Take every line from the data that has the word "Debug" in it.

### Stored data
+++
//! Command-line option parsing.

use std::ffi::OsStr;
use std::time::Duration;

use log::*;

use mdns_transport::Network;


/// The command-line options used when running castwatch.
#[derive(PartialEq, Debug)]
pub struct Options {

    /// Which IP version to discover over, and on which interface.
    pub network: Network,

    /// A query interval to use instead of the service's default.
    pub interval: Option<Duration>,

    /// An expire rate to use instead of the service's default.
    pub expire_rate: Option<u32>,
}

impl Options {

    /// Parses and interprets a set of options from the user's command-line
    /// arguments.
    #[allow(unused_results)]
    pub fn getopts<C>(args: C) -> OptionsResult
    where C: IntoIterator,
          C::Item: AsRef<OsStr>,
    {
        let mut opts = getopts::Options::new();

        // Network options
        opts.optopt ("i", "interface",      "Address of the IPv4 interface to discover on", "ADDR");
        opts.optflag("6", "ipv6",           "Discover over IPv6 instead of IPv4");
        opts.optopt ("",  "ipv6-interface", "Index of the IPv6 interface to discover on", "INDEX");

        // Discovery options
        opts.optopt ("",  "interval",       "Seconds between discovery queries", "SECS");
        opts.optopt ("",  "expire-rate",    "Missed queries before a device is considered gone", "NUM");

        // Meta options
        opts.optflag("V", "version",        "Print version information");
        opts.optflag("?", "help",           "Print list of command-line options");

        let matches = match opts.parse(args) {
            Ok(m)   => m,
            Err(e)  => return OptionsResult::InvalidOptionsFormat(e),
        };

        if matches.opt_present("help") {
            return OptionsResult::Help(opts.usage("Usage:\n  castwatch [options]"));
        }

        if matches.opt_present("version") {
            return OptionsResult::Version;
        }

        let network = if matches.opt_present("ipv6") || matches.opt_present("ipv6-interface") {
            let interface = match matches.opt_str("ipv6-interface") {
                Some(input) => match input.parse() {
                    Ok(index)  => Some(index),
                    Err(e)     => {
                        warn!("Invalid interface index {:?}: {}", input, e);
                        return OptionsResult::InvalidOptions("Invalid IPv6 interface index");
                    }
                },
                None => None,
            };
            Network::V6 { interface }
        }
        else {
            let interface = match matches.opt_str("interface") {
                Some(input) => match input.parse() {
                    Ok(address)  => Some(address),
                    Err(e)       => {
                        warn!("Invalid interface address {:?}: {}", input, e);
                        return OptionsResult::InvalidOptions("Invalid IPv4 interface address");
                    }
                },
                None => None,
            };
            Network::V4 { interface }
        };

        let interval = match matches.opt_str("interval") {
            Some(input) => match input.parse::<u64>() {
                Ok(secs) if secs > 0  => Some(Duration::from_secs(secs)),
                _                     => return OptionsResult::InvalidOptions("Invalid query interval"),
            },
            None => None,
        };

        let expire_rate = match matches.opt_str("expire-rate") {
            Some(input) => match input.parse::<u32>() {
                Ok(rate) if rate >= 1  => Some(rate),
                _                      => return OptionsResult::InvalidOptions("Invalid expire rate"),
            },
            None => None,
        };

        OptionsResult::Ok(Self { network, interval, expire_rate })
    }
}


/// The result of the `Options::getopts` function.
#[derive(Debug)]
pub enum OptionsResult {

    /// The options were parsed successfully.
    Ok(Options),

    /// Help was requested, so the usage text should be printed.
    Help(String),

    /// Version information was requested.
    Version,

    /// The command-line arguments themselves failed to parse.
    InvalidOptionsFormat(getopts::Fail),

    /// The arguments parsed, but did not make sense.
    InvalidOptions(&'static str),
}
+++
### Result
#[derive(PartialEq, Debug)]
#[derive(Debug)]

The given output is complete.